INPUT DATA:

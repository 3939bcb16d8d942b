//! Imputation transformers for handling missing values.
//!
//! # Available Transformers
//!
//! | Transformer | Description |
//! |-------------|-------------|
//! | [`SimpleImputer`] | Impute with mean, median, most_frequent, or constant |
//! | [`IterativeImputer`] | Model each column from the others, round-robin |
//!
//! # Example
//!
//! ```ignore
//! use tabprep::preprocessing::imputation::impute;
//!
//! // One imputer fit on train, applied to both partitions.
//! let (train, test) = impute(&train, &test, 10, 1e-3)?;
//! ```

pub mod iterative;
pub mod simple;

pub use iterative::{
    impute, impute_pair, impute_with, FittedIterativeImputer, ImputationOrder, ImputationStep,
    IterativeImputer, IterativeImputerConfig,
};
pub use simple::{FittedSimpleImputer, ImputeStrategy, SimpleImputer};
//! Multivariate iterative imputation.
//!
//! Each feature with missing values is modelled as a function of all other
//! features, round-robin, for a bounded number of rounds. The imputer is fit
//! once on a training partition; the fitted model is then replayed on any
//! partition with the same columns, so train and test are imputed
//! consistently and the test partition never influences the model.
//!
//! # Algorithm
//! 1. Fill missing cells with a [`SimpleImputer`] statistic (mean by default).
//! 2. For each round and each column in [`ImputationOrder`], fit a fresh
//!    clone of the estimator on the rows where that column is observed,
//!    using every other column as predictors, and overwrite the originally
//!    missing cells with its predictions.
//! 3. Stop when `max |X_t - X_{t-1}| < tol * max |observed value|` or after
//!    `max_iter` rounds.
//!
//! # Example
//! ```ignore
//! use tabprep::preprocessing::{FittedTransformer, IterativeImputer, Transformer};
//!
//! let fitted = IterativeImputer::new().with_max_iter(10).with_tol(1e-3).fit(&train)?;
//! let train_filled = fitted.transform(&train)?;
//! let test_filled = fitted.transform(&test)?;
//! ```

use super::simple::{FittedSimpleImputer, ImputeStrategy, SimpleImputer};
use crate::dataset::DataFrame;
use crate::model::{Regressor, RidgeRegressor};
use crate::preprocessing::error::{PreprocessingError, Result};
use crate::preprocessing::traits::{FittedTransformer, Transformer};
use ndarray::{Array1, Array2, Axis};
use serde::{Deserialize, Serialize};

/// Order in which columns are visited within a round.
#[derive(Clone, Copy, Debug, Default, PartialEq, Eq, Serialize, Deserialize)]
#[serde(rename_all = "snake_case")]
pub enum ImputationOrder {
    /// Fewest missing values first.
    #[default]
    Ascending,
    /// Most missing values first.
    Descending,
    /// Left to right.
    Roman,
}

/// Hyperparameters of [`IterativeImputer`].
#[derive(Clone, Debug, PartialEq, Serialize, Deserialize)]
#[serde(default)]
pub struct IterativeImputerConfig {
    /// Maximum number of rounds. `0` means initial fill only.
    pub max_iter: usize,
    /// Relative convergence tolerance.
    pub tol: f64,
    /// Strategy of the initial fill.
    pub initial_strategy: ImputeStrategy,
    pub imputation_order: ImputationOrder,
    /// Lower clip for imputed values.
    pub min_value: Option<f64>,
    /// Upper clip for imputed values.
    pub max_value: Option<f64>,
}

impl Default for IterativeImputerConfig {
    fn default() -> Self {
        Self {
            max_iter: 10,
            tol: 1e-3,
            initial_strategy: ImputeStrategy::Mean,
            imputation_order: ImputationOrder::Ascending,
            min_value: None,
            max_value: None,
        }
    }
}

impl IterativeImputerConfig {
    pub fn validate(&self) -> Result<()> {
        if !self.tol.is_finite() || self.tol < 0.0 {
            return Err(PreprocessingError::InvalidParameter(format!(
                "tolerance must be finite and >= 0, got {}",
                self.tol
            )));
        }
        if let (Some(lo), Some(hi)) = (self.min_value, self.max_value) {
            if lo > hi {
                return Err(PreprocessingError::InvalidParameter(format!(
                    "min_value {} is greater than max_value {}",
                    lo, hi
                )));
            }
        }
        Ok(())
    }

    fn clip(&self, v: f64) -> f64 {
        let v = self.min_value.map_or(v, |lo| v.max(lo));
        self.max_value.map_or(v, |hi| v.min(hi))
    }
}

/// IterativeImputer transformer (unfitted).
///
/// Generic over the per-column estimator; defaults to [`RidgeRegressor`].
#[derive(Clone, Debug)]
pub struct IterativeImputer<R: Regressor = RidgeRegressor> {
    estimator: R,
    config: IterativeImputerConfig,
}

impl IterativeImputer<RidgeRegressor> {
    /// Create an imputer using a default [`RidgeRegressor`].
    pub fn new() -> Self {
        Self::with_estimator(RidgeRegressor::new())
    }
}

impl Default for IterativeImputer<RidgeRegressor> {
    fn default() -> Self {
        Self::new()
    }
}

impl<R: Regressor> IterativeImputer<R> {
    /// Create an imputer around a prototype estimator.
    pub fn with_estimator(estimator: R) -> Self {
        Self {
            estimator,
            config: IterativeImputerConfig::default(),
        }
    }

    pub fn from_config(estimator: R, config: IterativeImputerConfig) -> Self {
        Self { estimator, config }
    }

    pub fn with_max_iter(mut self, max_iter: usize) -> Self {
        self.config.max_iter = max_iter;
        self
    }

    pub fn with_tol(mut self, tol: f64) -> Self {
        self.config.tol = tol;
        self
    }

    pub fn with_initial_strategy(mut self, strategy: ImputeStrategy) -> Self {
        self.config.initial_strategy = strategy;
        self
    }

    pub fn with_imputation_order(mut self, order: ImputationOrder) -> Self {
        self.config.imputation_order = order;
        self
    }

    pub fn with_min_value(mut self, min_value: f64) -> Self {
        self.config.min_value = Some(min_value);
        self
    }

    pub fn with_max_value(mut self, max_value: f64) -> Self {
        self.config.max_value = Some(max_value);
        self
    }

    pub fn config(&self) -> &IterativeImputerConfig {
        &self.config
    }

    /// Columns with at least one observed value, in visiting order.
    fn visiting_order(&self, missing: &Array2<bool>) -> Vec<usize> {
        let n_rows = missing.nrows();
        let counts: Vec<usize> = missing
            .columns()
            .into_iter()
            .map(|c| c.iter().filter(|&&m| m).count())
            .collect();
        let mut order: Vec<usize> = (0..counts.len()).filter(|&j| counts[j] < n_rows).collect();
        match self.config.imputation_order {
            ImputationOrder::Roman => {}
            ImputationOrder::Ascending => order.sort_by_key(|&j| counts[j]),
            ImputationOrder::Descending => order.sort_by_key(|&j| std::cmp::Reverse(counts[j])),
        }
        order
    }
}

/// One fitted estimator and the column it predicts.
#[derive(Clone, Debug)]
pub struct ImputationStep<R> {
    column: usize,
    name: String,
    estimator: R,
}

impl<R> ImputationStep<R> {
    /// Name of the predicted column.
    pub fn column(&self) -> &str {
        &self.name
    }

    pub fn estimator(&self) -> &R {
        &self.estimator
    }
}

/// Fitted IterativeImputer ready for inference.
#[derive(Clone, Debug)]
pub struct FittedIterativeImputer<R: Regressor = RidgeRegressor> {
    config: IterativeImputerConfig,
    columns: Vec<String>,
    initial: FittedSimpleImputer,
    steps: Vec<ImputationStep<R>>,
    n_iter: usize,
    converged: bool,
}

impl<R: Regressor> FittedIterativeImputer<R> {
    /// Number of rounds performed during fit.
    pub fn n_iter(&self) -> usize {
        self.n_iter
    }

    /// Whether fit stopped on the tolerance rather than on `max_iter`.
    pub fn converged(&self) -> bool {
        self.converged
    }

    /// Every (column, estimator) pair fit, in order.
    pub fn steps(&self) -> &[ImputationStep<R>] {
        &self.steps
    }

    /// Statistics of the initial fill.
    pub fn initial_imputer(&self) -> &FittedSimpleImputer {
        &self.initial
    }

    pub fn columns(&self) -> &[String] {
        &self.columns
    }

    fn check_columns(&self, data: &DataFrame) -> Result<()> {
        let names = data.column_names();
        if names != self.columns {
            return Err(PreprocessingError::ColumnMismatch {
                expected: self.columns.clone(),
                got: names.into_iter().map(String::from).collect(),
            });
        }
        Ok(())
    }
}

fn missing_mask(x: &Array2<f64>) -> Array2<bool> {
    x.mapv(f64::is_nan)
}

/// Row indices where `column` is (or is not) missing.
fn rows_where(missing: &Array2<bool>, column: usize, is_missing: bool) -> Vec<usize> {
    missing
        .column(column)
        .iter()
        .enumerate()
        .filter_map(|(i, &m)| (m == is_missing).then_some(i))
        .collect()
}

/// `x[rows, all columns except column]`.
fn predictors(x: &Array2<f64>, rows: &[usize], column: usize) -> Array2<f64> {
    let others: Vec<usize> = (0..x.ncols()).filter(|&j| j != column).collect();
    x.select(Axis(0), rows).select(Axis(1), &others)
}

/// Predict the missing rows of one column and write them back into `x`.
fn impute_column<R: Regressor>(
    x: &mut Array2<f64>,
    rows: &[usize],
    column: usize,
    estimator: &R,
    config: &IterativeImputerConfig,
) -> Result<()> {
    if rows.is_empty() {
        return Ok(());
    }
    let predicted = estimator.predict(&predictors(x, rows, column))?;
    for (&row, &value) in rows.iter().zip(predicted.iter()) {
        x[[row, column]] = config.clip(value);
    }
    Ok(())
}

impl<R: Regressor> Transformer for IterativeImputer<R> {
    type Input = DataFrame;
    type Output = DataFrame;
    type Fitted = FittedIterativeImputer<R>;

    fn fit(&self, data: &DataFrame) -> Result<FittedIterativeImputer<R>> {
        self.config.validate()?;
        if data.n_rows() == 0 {
            return Err(PreprocessingError::EmptyData(
                "Cannot fit IterativeImputer on empty data".to_string(),
            ));
        }

        let mut x = data.to_array()?;
        let missing = missing_mask(&x);
        let max_abs = x
            .iter()
            .filter(|v| !v.is_nan())
            .fold(0.0_f64, |m, v| m.max(v.abs()));
        let threshold = self.config.tol * max_abs;

        let initial = SimpleImputer::new(self.config.initial_strategy).fit(data)?;
        initial.fill_array(&mut x)?;

        let order = self.visiting_order(&missing);
        let names = data.column_names();
        let mut steps = Vec::with_capacity(order.len() * self.config.max_iter);
        let mut n_iter = 0;
        let mut converged = false;

        for round in 1..=self.config.max_iter {
            let previous = x.clone();
            for &j in &order {
                let observed = rows_where(&missing, j, false);
                let target: Array1<f64> = observed.iter().map(|&i| x[[i, j]]).collect();
                let mut estimator = self.estimator.clone();
                estimator.fit(&predictors(&x, &observed, j), &target)?;

                impute_column(
                    &mut x,
                    &rows_where(&missing, j, true),
                    j,
                    &estimator,
                    &self.config,
                )?;
                steps.push(ImputationStep {
                    column: j,
                    name: names[j].to_string(),
                    estimator,
                });
            }

            n_iter = round;
            let change = (&x - &previous)
                .iter()
                .fold(0.0_f64, |m, v| m.max(v.abs()));
            tracing::debug!(round, change, threshold, "Imputation round");
            if change < threshold {
                converged = true;
                break;
            }
        }

        if self.config.max_iter > 0 && !converged {
            tracing::warn!(
                max_iter = self.config.max_iter,
                "IterativeImputer reached max_iter without converging"
            );
        }

        Ok(FittedIterativeImputer {
            config: self.config.clone(),
            columns: names.into_iter().map(String::from).collect(),
            initial,
            steps,
            n_iter,
            converged,
        })
    }
}

impl<R: Regressor> FittedTransformer for FittedIterativeImputer<R> {
    type Input = DataFrame;
    type Output = DataFrame;

    /// Replay the fitted estimators, writing only into cells that are
    /// missing in `data`.
    fn transform(&self, data: &DataFrame) -> Result<DataFrame> {
        self.check_columns(data)?;
        let mut x = data.to_array()?;
        let missing = missing_mask(&x);
        self.initial.fill_array(&mut x)?;

        for step in &self.steps {
            let rows = rows_where(&missing, step.column, true);
            impute_column(&mut x, &rows, step.column, &step.estimator, &self.config)?;
        }

        DataFrame::from_array(&self.columns, &x)
    }

    fn inverse_transform(&self, _data: &DataFrame) -> Result<DataFrame> {
        Err(PreprocessingError::InvalidParameter(
            "IterativeImputer does not support inverse_transform (missing value information is lost)"
                .to_string(),
        ))
    }

    fn n_features_in(&self) -> usize {
        self.columns.len()
    }
}

/// Impute `train` and `test` with one imputer fit on `train` only, using a
/// default [`RidgeRegressor`] per column.
///
/// # Errors
/// - [`PreprocessingError::ColumnMismatch`] if the frames differ in columns
///   or column order.
/// - [`PreprocessingError::TypeMismatch`] if a column is not numeric.
/// - [`PreprocessingError::EmptyData`] if `train` has no rows.
/// - [`PreprocessingError::InvalidParameter`] for a negative or non-finite
///   `tolerance`.
pub fn impute(
    train: &DataFrame,
    test: &DataFrame,
    max_iterations: usize,
    tolerance: f64,
) -> Result<(DataFrame, DataFrame)> {
    impute_with(RidgeRegressor::new(), train, test, max_iterations, tolerance)
}

/// Like [`impute`], with a caller-supplied estimator prototype.
pub fn impute_with<R: Regressor>(
    estimator: R,
    train: &DataFrame,
    test: &DataFrame,
    max_iterations: usize,
    tolerance: f64,
) -> Result<(DataFrame, DataFrame)> {
    let imputer = IterativeImputer::with_estimator(estimator)
        .with_max_iter(max_iterations)
        .with_tol(tolerance);
    impute_pair(&imputer, train, test)
}

/// Fit `imputer` on `train` and apply it to both partitions.
pub fn impute_pair<R: Regressor>(
    imputer: &IterativeImputer<R>,
    train: &DataFrame,
    test: &DataFrame,
) -> Result<(DataFrame, DataFrame)> {
    if train.column_names() != test.column_names() {
        return Err(PreprocessingError::ColumnMismatch {
            expected: train.column_names().into_iter().map(String::from).collect(),
            got: test.column_names().into_iter().map(String::from).collect(),
        });
    }

    let fitted = imputer.fit(train)?;
    let train_out = fitted.transform(train)?;
    let test_out = fitted.transform(test)?;
    tracing::info!(
        train_rows = train.n_rows(),
        test_rows = test.n_rows(),
        filled = train.missing_count() + test.missing_count(),
        n_iter = fitted.n_iter(),
        converged = fitted.converged(),
        "Imputed train and test"
    );
    Ok((train_out, test_out))
}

WORK TO COMPLETE: Among the lines of the data, which ones contain the word "clip"? Show them.

RESULT OF THIS EXERCISE:
    /// Lower clip for imputed values.
    /// Upper clip for imputed values.
    fn clip(&self, v: f64) -> f64 {
        x[[row, column]] = config.clip(value);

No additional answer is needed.